(Beginning of Source material)
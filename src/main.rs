use std::io;
use std::path::PathBuf;
use std::time::{Duration, Instant};

use anyhow::Result;
use clap::{Parser, Subcommand};
use crossterm::event::{self, DisableMouseCapture, EnableMouseCapture, Event};
use crossterm::execute;
use crossterm::terminal::{
    disable_raw_mode, enable_raw_mode, EnterAlternateScreen, LeaveAlternateScreen,
};
use ratatui::backend::CrosstermBackend;
use ratatui::layout::Rect;
use ratatui::Terminal;
use serde::Serialize;

use runway_watcher::app::{App, StatusLevel};
use runway_watcher::config::{self, Config, ConfigInputs, ConfigSource, RuntimeConfig};
use runway_watcher::domain::{Feed, Summary};
use runway_watcher::{input, logging, ui};

#[derive(Debug, Parser)]
#[command(
    name = "runway-watcher",
    version,
    about = "RunwayWatcher: airport runway hazard monitoring dashboard"
)]
struct Args {
    /// API base URL (overrides RUNWAY_API_URL and the config file)
    #[arg(long, global = true)]
    api_url: Option<String>,

    /// Runtime config script (window.__RUNTIME_CONFIG__ = {...};)
    #[arg(long, global = true)]
    runtime_script: Option<PathBuf>,

    /// Config file (defaults to ~/.config/runway-watcher/config.toml)
    #[arg(long, global = true)]
    config: Option<PathBuf>,

    #[command(subcommand)]
    command: Option<Cmd>,
}

#[derive(Debug, Subcommand)]
enum Cmd {
    /// Print the derived summary as JSON and exit
    Summary,
    /// Print the runtime config script for the resolved API url
    RuntimeConfig,
}

#[derive(Serialize)]
struct SummaryReport<'a> {
    site: String,
    #[serde(flatten)]
    summary: Summary,
    api_url: &'a str,
    source: ConfigSource,
}

fn main() -> Result<()> {
    let args = Args::parse();
    let loaded = config::load(args.config.as_deref());
    let config = loaded.config;

    if let Some(path) = config::log_path() {
        if let Err(err) = logging::init(&path, config.log_level.as_deref()) {
            eprintln!("logging disabled: {err}");
        }
    }
    if let Some(err) = &loaded.error {
        log::warn!("ignoring config file: {err}");
        eprintln!("ignoring config file: {err}");
    }

    let runtime = resolve_runtime(&args, &config);
    log::info!(
        "api url {} (from {})",
        runtime.api_url,
        runtime.source.title()
    );
    let feed = build_feed(&config);

    match args.command {
        Some(Cmd::Summary) => {
            let report = SummaryReport {
                site: feed.site.display(),
                summary: Summary::from_feed(&feed),
                api_url: &runtime.api_url,
                source: runtime.source,
            };
            println!("{}", serde_json::to_string_pretty(&report)?);
            Ok(())
        }
        Some(Cmd::RuntimeConfig) => {
            println!("{}", config::render_runtime_script(&runtime.api_url)?);
            Ok(())
        }
        None => {
            let mut app = App::new(runtime, feed);
            app.config_path = loaded.path;
            run_tui(app)
        }
    }
}

fn resolve_runtime(args: &Args, config: &Config) -> RuntimeConfig {
    let script = args
        .runtime_script
        .as_deref()
        .and_then(|path| match config::load_runtime_script(path) {
            Ok(value) => value,
            Err(err) => {
                log::warn!("ignoring runtime script: {err}");
                None
            }
        });
    let env = std::env::var(config::API_URL_ENV).ok();

    config::resolve(ConfigInputs {
        cli: args.api_url.as_deref(),
        env: env.as_deref(),
        script: script.as_deref(),
        file: config.api_url.as_deref(),
    })
}

fn build_feed(config: &Config) -> Feed {
    let mut feed = Feed::sample();
    if let Some(code) = config.airport_code.as_deref().map(str::trim).filter(|c| !c.is_empty()) {
        feed.site.code = code.to_uppercase();
    }
    if let Some(name) = config.airport_name.as_deref().map(str::trim).filter(|n| !n.is_empty()) {
        feed.site.name = name.to_string();
    }
    feed
}

fn run_tui(app: App) -> Result<()> {
    let mut stdout = io::stdout();
    enable_raw_mode()?;
    execute!(stdout, EnterAlternateScreen, EnableMouseCapture)?;

    let backend = CrosstermBackend::new(stdout);
    let mut terminal = Terminal::new(backend)?;

    let res = run_app(&mut terminal, app);

    disable_raw_mode()?;
    execute!(
        terminal.backend_mut(),
        LeaveAlternateScreen,
        DisableMouseCapture
    )?;
    terminal.show_cursor()?;

    if let Err(err) = res {
        log::error!("ui loop failed: {err:?}");
        eprintln!("{err:?}");
    }

    Ok(())
}

fn run_app<B: ratatui::backend::Backend>(terminal: &mut Terminal<B>, mut app: App) -> Result<()> {
    let tick_rate = Duration::from_millis(200);
    let mut last_tick = Instant::now();

    loop {
        app.sync_context();
        terminal.draw(|f| ui::draw(f, &app))?;
        if app.should_quit {
            log::info!("shutting down");
            return Ok(());
        }

        let timeout = tick_rate
            .checked_sub(last_tick.elapsed())
            .unwrap_or_else(|| Duration::from_secs(0));

        if event::poll(timeout)? {
            match event::read()? {
                Event::Key(key) => input::handle_key(&mut app, key),
                Event::Mouse(mouse) => {
                    let size = terminal_rect(terminal)?;
                    input::handle_mouse(&mut app, mouse, size);
                }
                _ => {}
            }
        }

        if let Some(text) = app.take_copy_request() {
            copy_to_clipboard(&mut app, &text);
        }

        if last_tick.elapsed() >= tick_rate {
            app.on_tick();
            last_tick = Instant::now();
        }
    }
}

fn terminal_rect<B: ratatui::backend::Backend>(terminal: &Terminal<B>) -> Result<Rect> {
    Ok(terminal.size()?)
}

fn copy_to_clipboard(app: &mut App, text: &str) {
    use arboard::Clipboard;

    match Clipboard::new() {
        Ok(mut clipboard) => {
            if clipboard.set_text(text).is_ok() {
                app.set_status(format!("Copied: {text}"), StatusLevel::Info);
            } else {
                app.set_status("Failed to copy to clipboard", StatusLevel::Error);
            }
        }
        Err(err) => {
            log::warn!("clipboard unavailable: {err}");
            app.set_status("Clipboard not available", StatusLevel::Error);
        }
    }
}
(End of Source material)
#### Task details:
From the first line to the last, transcribe the data exactly.

#### Solution to this task:
filename src/main.rs
use std::io;
use std::path::PathBuf;
use std::time::{Duration, Instant};

use anyhow::Result;
use clap::{Parser, Subcommand};
use crossterm::event::{self, DisableMouseCapture, EnableMouseCapture, Event};
use crossterm::execute;
use crossterm::terminal::{
    disable_raw_mode, enable_raw_mode, EnterAlternateScreen, LeaveAlternateScreen,
};
use ratatui::backend::CrosstermBackend;
use ratatui::layout::Rect;
use ratatui::Terminal;
use serde::Serialize;

use runway_watcher::app::{App, StatusLevel};
use runway_watcher::config::{self, Config, ConfigInputs, ConfigSource, RuntimeConfig};
use runway_watcher::domain::{Feed, Summary};
use runway_watcher::{input, logging, ui};

#[derive(Debug, Parser)]
#[command(
    name = "runway-watcher",
    version,
    about = "RunwayWatcher: airport runway hazard monitoring dashboard"
)]
struct Args {
    /// API base URL (overrides RUNWAY_API_URL and the config file)
    #[arg(long, global = true)]
    api_url: Option<String>,

    /// Runtime config script (window.__RUNTIME_CONFIG__ = {...};)
    #[arg(long, global = true)]
    runtime_script: Option<PathBuf>,

    /// Config file (defaults to ~/.config/runway-watcher/config.toml)
    #[arg(long, global = true)]
    config: Option<PathBuf>,

    #[command(subcommand)]
    command: Option<Cmd>,
}

#[derive(Debug, Subcommand)]
enum Cmd {
    /// Print the derived summary as JSON and exit
    Summary,
    /// Print the runtime config script for the resolved API url
    RuntimeConfig,
}

#[derive(Serialize)]
struct SummaryReport<'a> {
    site: String,
    #[serde(flatten)]
    summary: Summary,
    api_url: &'a str,
    source: ConfigSource,
}

fn main() -> Result<()> {
    let args = Args::parse();
    let loaded = config::load(args.config.as_deref());
    let config = loaded.config;

    if let Some(path) = config::log_path() {
        if let Err(err) = logging::init(&path, config.log_level.as_deref()) {
            eprintln!("logging disabled: {err}");
        }
    }
    if let Some(err) = &loaded.error {
        log::warn!("ignoring config file: {err}");
        eprintln!("ignoring config file: {err}");
    }

    let runtime = resolve_runtime(&args, &config);
    log::info!(
        "api url {} (from {})",
        runtime.api_url,
        runtime.source.title()
    );
    let feed = build_feed(&config);

    match args.command {
        Some(Cmd::Summary) => {
            let report = SummaryReport {
                site: feed.site.display(),
                summary: Summary::from_feed(&feed),
                api_url: &runtime.api_url,
                source: runtime.source,
            };
            println!("{}", serde_json::to_string_pretty(&report)?);
            Ok(())
        }
        Some(Cmd::RuntimeConfig) => {
            println!("{}", config::render_runtime_script(&runtime.api_url)?);
            Ok(())
        }
        None => {
            let mut app = App::new(runtime, feed);
            app.config_path = loaded.path;
            run_tui(app)
        }
    }
}

fn resolve_runtime(args: &Args, config: &Config) -> RuntimeConfig {
    let script = args
        .runtime_script
        .as_deref()
        .and_then(|path| match config::load_runtime_script(path) {
            Ok(value) => value,
            Err(err) => {
                log::warn!("ignoring runtime script: {err}");
                None
            }
        });
    let env = std::env::var(config::API_URL_ENV).ok();

    config::resolve(ConfigInputs {
        cli: args.api_url.as_deref(),
        env: env.as_deref(),
        script: script.as_deref(),
        file: config.api_url.as_deref(),
    })
}

fn build_feed(config: &Config) -> Feed {
    let mut feed = Feed::sample();
    if let Some(code) = config.airport_code.as_deref().map(str::trim).filter(|c| !c.is_empty()) {
        feed.site.code = code.to_uppercase();
    }
    if let Some(name) = config.airport_name.as_deref().map(str::trim).filter(|n| !n.is_empty()) {
        feed.site.name = name.to_string();
    }
    feed
}

fn run_tui(app: App) -> Result<()> {
    let mut stdout = io::stdout();
    enable_raw_mode()?;
    execute!(stdout, EnterAlternateScreen, EnableMouseCapture)?;

    let backend = CrosstermBackend::new(stdout);
    let mut terminal = Terminal::new(backend)?;

    let res = run_app(&mut terminal, app);

    disable_raw_mode()?;
    execute!(
        terminal.backend_mut(),
        LeaveAlternateScreen,
        DisableMouseCapture
    )?;
    terminal.show_cursor()?;

    if let Err(err) = res {
        log::error!("ui loop failed: {err:?}");
        eprintln!("{err:?}");
    }

    Ok(())
}

fn run_app<B: ratatui::backend::Backend>(terminal: &mut Terminal<B>, mut app: App) -> Result<()> {
    let tick_rate = Duration::from_millis(200);
    let mut last_tick = Instant::now();

    loop {
        app.sync_context();
        terminal.draw(|f| ui::draw(f, &app))?;
        if app.should_quit {
            log::info!("shutting down");
            return Ok(());
        }

        let timeout = tick_rate
            .checked_sub(last_tick.elapsed())
            .unwrap_or_else(|| Duration::from_secs(0));

        if event::poll(timeout)? {
            match event::read()? {
                Event::Key(key) => input::handle_key(&mut app, key),
                Event::Mouse(mouse) => {
                    let size = terminal_rect(terminal)?;
                    input::handle_mouse(&mut app, mouse, size);
                }
                _ => {}
            }
        }

        if let Some(text) = app.take_copy_request() {
            copy_to_clipboard(&mut app, &text);
        }

        if last_tick.elapsed() >= tick_rate {
            app.on_tick();
            last_tick = Instant::now();
        }
    }
}

fn terminal_rect<B: ratatui::backend::Backend>(terminal: &Terminal<B>) -> Result<Rect> {
    Ok(terminal.size()?)
}

fn copy_to_clipboard(app: &mut App, text: &str) {
    use arboard::Clipboard;

    match Clipboard::new() {
        Ok(mut clipboard) => {
            if clipboard.set_text(text).is_ok() {
                app.set_status(format!("Copied: {text}"), StatusLevel::Info);
            } else {
                app.set_status("Failed to copy to clipboard", StatusLevel::Error);
            }
        }
        Err(err) => {
            log::warn!("clipboard unavailable: {err}");
            app.set_status("Clipboard not available", StatusLevel::Error);
        }
    }
}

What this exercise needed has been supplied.